# Tarantula Enclosure



## Lesh0 (Mar 15, 2016)

Hello guys im new in the Tarantula Hobby but i got experience with Reptiles ( i Own 4 leopards, 2 Cresties , 1 Bearded Dragon, 1 Nephrurus Milii, 1 Sphaerodactylus ariasae) and the terrarium space for them is the bigger the better but as i read here its not the same story with Tarantulas  so my question is what is the best size for Big Adult Terrestrial tarantula terrarium 12x12x12 or 16x16x12 ( i know they can live in both i currently own Adult Female Brachypelma Smithi) looking to get more adult T's so i want to know what terrarium size will be better for the "T"


----------



## darkness975 (Mar 15, 2016)

What is she in right now?  Post some pictures. 
All the reptile experience in the world has little effect on Tarantula keeping. They are an entirely different ball game (and overall far more easy).

Reactions: Agree 2


----------



## Lesh0 (Mar 15, 2016)

she is in 45x30x30 Cm Right now Habisphre by Exo terra im asking for the future because i think of getting more species mainly terrestrial like Brachypelma, Grammostola and Acanthoscurria species


----------



## Chris LXXIX (Mar 15, 2016)

You can house with no problems terrestrial T's also in fauna box. Mines are in general in a 30 cm (floor) X 20 (deep) x 18 (height)

Reactions: Like 1


----------



## Lesh0 (Mar 15, 2016)

i know this but i want the best for the T i dont think for Fully grown T can live comfortable in  30x20cm (when the t is around 18 cm)


----------



## Envoirment (Mar 15, 2016)

I'd go for 16x16x12. Especially with _A.geniculata_ and some _Grammostola _species getting to 7-8" in size.

Reactions: Like 1


----------



## Yanose (Mar 15, 2016)

i will add my two cents say over the years i have had more problems with the T having too big a space then i have with Ts not having enough space. so err on the side of smaller has always been my rule of thumb as more space makes it harder for your Ts to find their food. though in this case i would go for the 16x16x12 for and adult B. smithi just for me normally i use sterilite lock top containers for my Ts only get othe kinds for display animals then i usually get one from jamies or Tarantula cages.com. do not know who would make acrylic cages for you locally though and i lean mainly towards arboreal Ts specifically avics and Pslamos so cross ventilation is a must.

Reactions: Like 1


----------



## Chris LXXIX (Mar 15, 2016)

@Lesh0 
I can tell you that mines are perfectly comfortable in those enclosures. I'm not talking about giants like genus _Theraphosa_ or _Lasiodora parahybana _(still a bit overestimated in size). *Height*, unlike arboreals and obligate burrowers/burrowing T's, isn't important at all for terrestrial T's. Imo the less, the better.

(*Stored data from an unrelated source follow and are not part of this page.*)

//! UDP Network Transport
//!
//! Datagram transport over a tokio `UdpSocket`. Every datagram carries a
//! six-byte transport frame ahead of the Orbitlink message:
//!
//! ```text
//! ┌──────────┬──────────────┬────────────────────┬─────────────┐
//! │ kind (1) │ category (1) │ sequence (u32, BE) │ message ... │
//! └──────────┴──────────────┴────────────────────┴─────────────┘
//! ```
//!
//! `Sequenced` datagrams older than the newest seen are dropped on receive.
//! Reliable categories are sent once; retransmission is left to a transport
//! that implements it.

use super::{
    SequenceCounters, SequenceFilter, TrafficCounters, Transport, TransportEvent, TransportInfo,
    TransportType,
};
use crate::{NetworkError, Result};
use async_trait::async_trait;
use bytes::{BufMut, Bytes, BytesMut};
use orbitlink_config::NetworkSettings;
use orbitlink_types::DeliveryCategory;
use parking_lot::Mutex;
use serde::{Deserialize, Serialize};
use std::io::ErrorKind;
use std::net::SocketAddr;
use tokio::net::UdpSocket;
use tracing::{debug, info, trace};

/// Transport frame length
pub const FRAME_SIZE: usize = 6;

/// Largest UDP payload over IPv4
pub const MAX_UDP_PAYLOAD: usize = 65_507;

const KIND_CONNECTED: u8 = 0;
const KIND_UNCONNECTED: u8 = 1;

/// UDP transport configuration
#[derive(Debug, Clone, Serialize, Deserialize)]
pub struct UdpConfig {
    /// Local address to bind to
    pub bind_address: SocketAddr,
    /// Connected peer; required for [`Transport::send`]
    pub remote_address: Option<SocketAddr>,
    /// Largest datagram including the transport frame
    pub max_message_size: usize,
}

impl Default for UdpConfig {
    fn default() -> Self {
        Self {
            bind_address: SocketAddr::from(([0, 0, 0, 0], 0)),
            remote_address: None,
            max_message_size: MAX_UDP_PAYLOAD,
        }
    }
}

impl From<&NetworkSettings> for UdpConfig {
    fn from(settings: &NetworkSettings) -> Self {
        Self {
            bind_address: settings.bind_address,
            remote_address: settings.remote_address,
            max_message_size: settings.max_datagram_size,
        }
    }
}

/// UDP transport for datagram communication
#[derive(Debug)]
pub struct UdpTransport {
    config: UdpConfig,
    socket: UdpSocket,
    sequences: SequenceCounters,
    filter: Mutex<SequenceFilter>,
    recv_buffer: Mutex<Vec<u8>>,
    counters: TrafficCounters,
}

impl UdpTransport {
    /// Bind (and connect, when a remote address is configured)
    pub async fn new(config: UdpConfig) -> Result<Self> {
        if config.max_message_size > MAX_UDP_PAYLOAD || config.max_message_size <= FRAME_SIZE {
            return Err(NetworkError::configuration(
                format!(
                    "UDP max message size must be between {} and {MAX_UDP_PAYLOAD} bytes",
                    FRAME_SIZE + 1
                ),
                Some("max_message_size"),
            ));
        }

        let socket = UdpSocket::bind(config.bind_address).await.map_err(|e| {
            NetworkError::network_with_source(
                format!("Failed to bind UDP socket on {}", config.bind_address),
                e,
            )
        })?;

        if let Some(remote) = config.remote_address {
            socket.connect(remote).await.map_err(|e| {
                NetworkError::network_with_source(
                    format!("Failed to connect UDP socket to {}", remote),
                    e,
                )
            })?;
            info!("UDP socket connected to: {}", remote);
        }

        info!("UDP transport listening on: {}", config.bind_address);

        Ok(Self {
            recv_buffer: Mutex::new(vec![0; config.max_message_size]),
            config,
            socket,
            sequences: SequenceCounters::new(),
            filter: Mutex::new(SequenceFilter::new()),
            counters: TrafficCounters::default(),
        })
    }

    pub async fn from_settings(settings: &NetworkSettings) -> Result<Self> {
        Self::new(UdpConfig::from(settings)).await
    }

    pub fn local_addr(&self) -> Result<SocketAddr> {
        self.socket
            .local_addr()
            .map_err(|e| NetworkError::network_with_source("Failed to get local address", e))
    }

    fn frame(&self, kind: u8, category: DeliveryCategory, payload: &[u8]) -> Result<BytesMut> {
        let total = FRAME_SIZE + payload.len();
        if total > self.config.max_message_size {
            return Err(NetworkError::configuration(
                format!(
                    "Message size {} exceeds maximum {}",
                    total, self.config.max_message_size
                ),
                Some("max_message_size"),
            ));
        }

        let sequence = if kind == KIND_CONNECTED {
            self.sequences.next(category)
        } else {
            0
        };

        let mut frame = BytesMut::with_capacity(total);
        frame.put_u8(kind);
        frame.put_u8(category.into());
        frame.put_u32(sequence);
        frame.put_slice(payload);
        Ok(frame)
    }

    /// Strip and interpret the transport frame of one received datagram
    fn unframe(&self, from: SocketAddr, datagram: &[u8]) -> Option<TransportEvent> {
        if datagram.len() < FRAME_SIZE {
            return Some(TransportEvent::Warning(format!(
                "Datagram from {from} too short for transport frame: {} bytes",
                datagram.len()
            )));
        }

        let kind = datagram[0];
        let sequence = u32::from_be_bytes([datagram[2], datagram[3], datagram[4], datagram[5]]);
        let payload = Bytes::copy_from_slice(&datagram[FRAME_SIZE..]);

        match kind {
            KIND_CONNECTED => {
                let Ok(category) = DeliveryCategory::try_from(datagram[1]) else {
                    return Some(TransportEvent::Warning(format!(
                        "Datagram from {from} has unknown delivery category {}",
                        datagram[1]
                    )));
                };
                if !self.filter.lock().accept(from, category, sequence) {
                    self.counters.record_stale();
                    trace!(peer = %from, sequence, "Dropping stale sequenced datagram");
                    return None;
                }
                Some(TransportEvent::Data {
                    peer: from,
                    payload,
                    category,
                })
            }
            KIND_UNCONNECTED => Some(TransportEvent::UnconnectedData { from, payload }),
            other => Some(TransportEvent::Warning(format!(
                "Datagram from {from} has unknown frame kind {other}"
            ))),
        }
    }
}

#[async_trait]
impl Transport for UdpTransport {
    async fn send(&self, payload: &[u8], category: DeliveryCategory) -> Result<()> {
        if self.config.remote_address.is_none() {
            return Err(NetworkError::configuration(
                "UDP transport has no connected peer",
                Some("remote_address"),
            ));
        }

        let frame = self.frame(KIND_CONNECTED, category, payload)?;
        let bytes_sent = self
            .socket
            .send(&frame)
            .await
            .map_err(|e| NetworkError::network_with_source("Failed to send UDP packet", e))?;

        self.counters.record_send(bytes_sent);
        debug!(
            "Sent UDP packet: {} bytes (payload: {} bytes, {:?})",
            bytes_sent,
            payload.len(),
            category
        );
        Ok(())
    }

    async fn send_unconnected(&self, addr: SocketAddr, payload: &[u8]) -> Result<()> {
        let frame = self.frame(KIND_UNCONNECTED, DeliveryCategory::Unreliable, payload)?;
        let bytes_sent = self
            .socket
            .send_to(&frame, addr)
            .await
            .map_err(|e| NetworkError::network_with_source("Failed to send UDP packet", e))?;

        self.counters.record_send(bytes_sent);
        debug!("Sent UDP packet to {}: {} bytes", addr, bytes_sent);
        Ok(())
    }

    async fn try_receive(&self) -> Result<Option<TransportEvent>> {
        loop {
            let mut buffer = self.recv_buffer.lock();
            let (received, from) = match self.socket.try_recv_from(&mut buffer) {
                Ok(result) => result,
                Err(e) if e.kind() == ErrorKind::WouldBlock => return Ok(None),
                Err(e) => {
                    return Err(NetworkError::network_with_source(
                        "Failed to receive UDP packet",
                        e,
                    ))
                }
            };
            self.counters.record_receive(received);

            if let Some(event) = self.unframe(from, &buffer[..received]) {
                return Ok(Some(event));
            }
        }
    }

    fn is_healthy(&self) -> bool {
        self.socket.local_addr().is_ok()
    }

    fn transport_info(&self) -> TransportInfo {
        self.counters.info(
            TransportType::Udp,
            self.socket.local_addr().ok(),
            self.config.remote_address,
        )
    }
}

#[cfg(test)]
mod tests {
    use super::*;
    use std::time::Duration;

    async fn receive(transport: &UdpTransport) -> TransportEvent {
        for _ in 0..200 {
            if let Some(event) = transport.try_receive().await.unwrap() {
                return event;
            }
            tokio::time::sleep(Duration::from_millis(5)).await;
        }
        panic!("no datagram within timeout");
    }

    async fn connected_pair() -> (UdpTransport, UdpTransport) {
        let server = UdpTransport::new(UdpConfig {
            bind_address: "127.0.0.1:0".parse().unwrap(),
            ..Default::default()
        })
        .await
        .unwrap();
        let client = UdpTransport::new(UdpConfig {
            bind_address: "127.0.0.1:0".parse().unwrap(),
            remote_address: Some(server.local_addr().unwrap()),
            ..Default::default()
        })
        .await
        .unwrap();
        (server, client)
    }

    #[tokio::test]
    async fn test_udp_framing_round_trip() {
        let (server, client) = connected_pair().await;
        client
            .send(b"position", DeliveryCategory::Sequenced)
            .await
            .unwrap();

        match receive(&server).await {
            TransportEvent::Data {
                peer,
                payload,
                category,
            } => {
                assert_eq!(peer, client.local_addr().unwrap());
                assert_eq!(&payload[..], b"position");
                assert_eq!(category, DeliveryCategory::Sequenced);
            }
            other => panic!("unexpected {other:?}"),
        }
        assert!(server.try_receive().await.unwrap().is_none());
    }

    #[tokio::test]
    async fn test_unconnected_send_to() {
        let (server, client) = connected_pair().await;
        server
            .send_unconnected(client.local_addr().unwrap(), b"server list")
            .await
            .unwrap();

        match receive(&client).await {
            TransportEvent::UnconnectedData { payload, .. } => {
                assert_eq!(&payload[..], b"server list")
            }
            other => panic!("unexpected {other:?}"),
        }
    }

    #[tokio::test]
    async fn test_short_datagram_reported_as_warning() {
        let (server, _client) = connected_pair().await;
        let raw = UdpSocket::bind("127.0.0.1:0").await.unwrap();
        raw.send_to(&[1, 2, 3], server.local_addr().unwrap())
            .await
            .unwrap();

        assert!(matches!(receive(&server).await, TransportEvent::Warning(_)));
    }

    #[tokio::test]
    async fn test_send_without_peer_rejected() {
        let (server, _client) = connected_pair().await;
        let err = server
            .send(b"x", DeliveryCategory::ReliableOrdered)
            .await
            .unwrap_err();
        assert!(matches!(err, NetworkError::Configuration { .. }));
    }

    #[tokio::test]
    async fn test_oversized_config_rejected() {
        let result = UdpTransport::new(UdpConfig {
            bind_address: "127.0.0.1:0".parse().unwrap(),
            remote_address: None,
            max_message_size: 70_000,
        })
        .await;
        assert!(matches!(result, Err(NetworkError::Configuration { .. })));
    }
}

30 cm floor space is good for "normal sized", like 'Grammo" "Brachy" etc NW terrestrial T's. I have adults 0.1 housed in those, and i can guarantee you that there's even "room" that they don't use, go figure.

Reactions: Like 1


----------



## louise f (Mar 15, 2016)

Lesh0 said:


> i know this but i want the best for the T i dont think for Fully grown T can live comfortable in  30x20cm (when the t is around 18 cm)


Why bother asking if you are not even listening to experienced T keepers.

Reactions: Like 1 | Love 1


----------



## BorisTheSpider (Mar 15, 2016)

I don't think that there is enough of a size difference between a 12x12x12 or 16x16x12 to really make a difference . Buy the one that best fits your budget and the place you have to put it .

Reactions: Agree 1


----------



## Lesh0 (Mar 15, 2016)

louise f said:


> Why bother asking if you are not even listening to experienced T keepers.


i do Listen and care about their experience thats why im asking i just was curious if a fully grown 16 cm T will be ok in 30x20 cm enclosure ( now i know that it will be happy)

Reactions: Like 2


----------



## louise f (Mar 15, 2016)

Lesh0 said:


> i do Listen and care about their experience thats why im asking i just was curious if a fully grown 16 cm T will be ok in 30x20 cm enclosure ( now i know that it will be happy)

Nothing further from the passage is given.